10-Arabulucu (The Negotiator) (1998)
İçerideki rehineleri kurtarmak için kurulan ‘arabuluculuk’ timinden bir hikaye çıkarma becerisini göstermesi takdir edilmeli. Bu alana mensup Samuel L. Jackson’ın canlandırdığı adam ile karşısına aldığı Kevin Spacey’nin vücut verdiği polisin sözsel mücadelesi ilginç noktalara açılıyor.

9- Kusursuz Dünya (A Perfect World) (1993)
Hapisten çıktıktan sonra bir çocuğu kaçırmak durumunda kalan bir suçlunun hikayesi. Alanın duygusal, etkileyici ve yüreklere hitap eden bir ürünü. Kevin Costner ve Clint Eastwood başrollerde. T.J. Lowther’ın ‘küçük çocuk’ performansını ise unutmak mümkün değil!

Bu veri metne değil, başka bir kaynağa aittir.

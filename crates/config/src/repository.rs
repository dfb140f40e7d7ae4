use serde::{Deserialize, Serialize};

/// One remote package index
#[derive(Debug, Clone, Serialize, Deserialize)]
pub struct RemoteConfig {
    pub name: String,
    pub url: String,
    #[serde(default = "default_enabled")]
    pub enabled: bool,
}

impl RemoteConfig {
    pub fn new(name: impl Into<String>, url: impl Into<String>) -> Self {
        Self {
            name: name.into(),
            url: url.into(),
            enabled: true,
        }
    }

    /// URL of the index document for this remote
    #[must_use]
    pub fn index_url(&self) -> String {
        format!("{}/index.json", self.url.trim_end_matches('/'))
    }
}

fn default_enabled() -> bool {
    true
}
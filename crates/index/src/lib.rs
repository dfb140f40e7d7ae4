#![deny(clippy::pedantic, unsafe_code)]
#![allow(clippy::module_name_repetitions)]

//! Package sources for kiln
//!
//! This crate defines the [`PackageBackend`] contract shared by the local
//! cache and remote indexes, the JSON index snapshot a remote serves, the
//! on-disk copy of those snapshots, and [`Sources`], which applies the
//! cache/remote tie-break rules when a requirement is resolved.

mod backend;
mod cache;
mod models;
mod sources;

pub use backend::{BinaryCandidate, IndexBackend, PackageBackend, RecipeCandidate, SourceId};
pub use cache::IndexCache;
pub use models::{BinaryEntry, Index, IndexMetadata, PackageEntry, RecipeEntry};
pub use sources::Sources;

/// Supported index format version
pub const SUPPORTED_INDEX_VERSION: u32 = 1;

8-Telefon Kulübesi (Phone Booth) (2002)
Kokuşmuş bir iş adamı olan Stuart, bir telefon kulübesinde çalan telefonu açınca kendini garip bir ‘tuzak’ın içinde bulunur. Zira deli bir adam ‘eğer telefonu kapatırsan seni vururum’ tehdidini savurmaktadır. Joel Schumacher’in tek mekanı ekran bölme tekniği ve daha nicesi ile kavrama becerisi ve günümüzün teknolojik elemanları ile ilgili metinleriyle dikkat çekici bir eser.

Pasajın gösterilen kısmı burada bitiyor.